Directions - What's wanted is the full listing, reproduced exactly.

++++

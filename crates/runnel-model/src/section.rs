//! Bracketed-section tokenizer.
//!
//! Splits model text into named sections of whitespace-separated rows.
//! Comments start with `;` and run to end of line. Section names are
//! case-insensitive and stored upper-cased; a section that appears twice
//! has its rows appended to the first occurrence.

use indexmap::IndexMap;

use crate::error::ModelError;

/// One data row: its 1-based line number and its whitespace-split fields.
#[derive(Clone, Debug, PartialEq, Eq)]
pub struct Row {
    /// 1-based line number in the source text.
    pub line: usize,
    /// Whitespace-separated tokens, comments removed.
    pub fields: Vec<String>,
}

impl Row {
    /// Field at `index`, if present.
    pub fn field(&self, index: usize) -> Option<&str> {
        self.fields.get(index).map(String::as_str)
    }

    /// The first field, which names the element the row describes.
    pub fn name(&self) -> &str {
        // Rows are only created with at least one field.
        &self.fields[0]
    }
}

/// A named section and its data rows in file order.
#[derive(Clone, Debug, PartialEq, Eq)]
pub struct Section {
    /// Upper-cased section name without brackets.
    pub name: String,
    /// Line of the first header for this section.
    pub header_line: usize,
    /// Data rows.
    pub rows: Vec<Row>,
}

/// All sections of a model file, in order of first appearance.
#[derive(Clone, Debug, Default, PartialEq, Eq)]
pub struct SectionMap {
    sections: IndexMap<String, Section>,
}

impl SectionMap {
    /// Tokenize `text` into sections.
    ///
    /// Fails on a malformed header (`[` without a closing `]`, or an empty
    /// name) and on data appearing before the first header.
    pub fn parse(text: &str) -> Result<Self, ModelError> {
        let mut sections: IndexMap<String, Section> = IndexMap::new();
        let mut current: Option<String> = None;

        for (idx, raw) in text.lines().enumerate() {
            let line = idx + 1;
            let content = match raw.find(';') {
                Some(pos) => &raw[..pos],
                None => raw,
            };
            let trimmed = content.trim();
            if trimmed.is_empty() {
                continue;
            }

            if trimmed.starts_with('[') {
                let name = trimmed
                    .strip_prefix('[')
                    .and_then(|s| s.strip_suffix(']'))
                    .map(str::trim)
                    .filter(|s| !s.is_empty())
                    .ok_or_else(|| ModelError::MalformedHeader {
                        line,
                        text: trimmed.to_string(),
                    })?
                    .to_ascii_uppercase();
                sections.entry(name.clone()).or_insert_with(|| Section {
                    name: name.clone(),
                    header_line: line,
                    rows: Vec::new(),
                });
                current = Some(name);
                continue;
            }

            let Some(name) = current.as_ref() else {
                return Err(ModelError::DataOutsideSection { line });
            };
            let fields = trimmed.split_whitespace().map(str::to_string).collect();
            if let Some(section) = sections.get_mut(name) {
                section.rows.push(Row { line, fields });
            }
        }

        Ok(Self { sections })
    }

    /// Look up a section by name (case-insensitive).
    pub fn get(&self, name: &str) -> Option<&Section> {
        self.sections.get(&name.to_ascii_uppercase())
    }

    /// Rows of a section, or an empty slice if the section is absent.
    pub fn rows(&self, name: &str) -> &[Row] {
        self.get(name).map(|s| s.rows.as_slice()).unwrap_or(&[])
    }

    /// Whether a section header appeared.
    pub fn contains(&self, name: &str) -> bool {
        self.get(name).is_some()
    }

    /// Section names in order of first appearance.
    pub fn names(&self) -> impl Iterator<Item = &str> {
        self.sections.keys().map(String::as_str)
    }

    /// Number of distinct sections.
    pub fn len(&self) -> usize {
        self.sections.len()
    }

    /// Returns `true` if the text had no sections.
    pub fn is_empty(&self) -> bool {
        self.sections.is_empty()
    }
}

++++

Written reply -
filename crates/runnel-model/src/section.rs
//! Bracketed-section tokenizer.
//!
//! Splits model text into named sections of whitespace-separated rows.
//! Comments start with `;` and run to end of line. Section names are
//! case-insensitive and stored upper-cased; a section that appears twice
//! has its rows appended to the first occurrence.

use indexmap::IndexMap;

use crate::error::ModelError;

/// One data row: its 1-based line number and its whitespace-split fields.
#[derive(Clone, Debug, PartialEq, Eq)]
pub struct Row {
    /// 1-based line number in the source text.
    pub line: usize,
    /// Whitespace-separated tokens, comments removed.
    pub fields: Vec<String>,
}

impl Row {
    /// Field at `index`, if present.
    pub fn field(&self, index: usize) -> Option<&str> {
        self.fields.get(index).map(String::as_str)
    }

    /// The first field, which names the element the row describes.
    pub fn name(&self) -> &str {
        // Rows are only created with at least one field.
        &self.fields[0]
    }
}

/// A named section and its data rows in file order.
#[derive(Clone, Debug, PartialEq, Eq)]
pub struct Section {
    /// Upper-cased section name without brackets.
    pub name: String,
    /// Line of the first header for this section.
    pub header_line: usize,
    /// Data rows.
    pub rows: Vec<Row>,
}

/// All sections of a model file, in order of first appearance.
#[derive(Clone, Debug, Default, PartialEq, Eq)]
pub struct SectionMap {
    sections: IndexMap<String, Section>,
}

impl SectionMap {
    /// Tokenize `text` into sections.
    ///
    /// Fails on a malformed header (`[` without a closing `]`, or an empty
    /// name) and on data appearing before the first header.
    pub fn parse(text: &str) -> Result<Self, ModelError> {
        let mut sections: IndexMap<String, Section> = IndexMap::new();
        let mut current: Option<String> = None;

        for (idx, raw) in text.lines().enumerate() {
            let line = idx + 1;
            let content = match raw.find(';') {
                Some(pos) => &raw[..pos],
                None => raw,
            };
            let trimmed = content.trim();
            if trimmed.is_empty() {
                continue;
            }

            if trimmed.starts_with('[') {
                let name = trimmed
                    .strip_prefix('[')
                    .and_then(|s| s.strip_suffix(']'))
                    .map(str::trim)
                    .filter(|s| !s.is_empty())
                    .ok_or_else(|| ModelError::MalformedHeader {
                        line,
                        text: trimmed.to_string(),
                    })?
                    .to_ascii_uppercase();
                sections.entry(name.clone()).or_insert_with(|| Section {
                    name: name.clone(),
                    header_line: line,
                    rows: Vec::new(),
                });
                current = Some(name);
                continue;
            }

            let Some(name) = current.as_ref() else {
                return Err(ModelError::DataOutsideSection { line });
            };
            let fields = trimmed.split_whitespace().map(str::to_string).collect();
            if let Some(section) = sections.get_mut(name) {
                section.rows.push(Row { line, fields });
            }
        }

        Ok(Self { sections })
    }

    /// Look up a section by name (case-insensitive).
    pub fn get(&self, name: &str) -> Option<&Section> {
        self.sections.get(&name.to_ascii_uppercase())
    }

    /// Rows of a section, or an empty slice if the section is absent.
    pub fn rows(&self, name: &str) -> &[Row] {
        self.get(name).map(|s| s.rows.as_slice()).unwrap_or(&[])
    }

    /// Whether a section header appeared.
    pub fn contains(&self, name: &str) -> bool {
        self.get(name).is_some()
    }

    /// Section names in order of first appearance.
    pub fn names(&self) -> impl Iterator<Item = &str> {
        self.sections.keys().map(String::as_str)
    }

    /// Number of distinct sections.
    pub fn len(&self) -> usize {
        self.sections.len()
    }

    /// Returns `true` if the text had no sections.
    pub fn is_empty(&self) -> bool {
        self.sections.is_empty()
    }
}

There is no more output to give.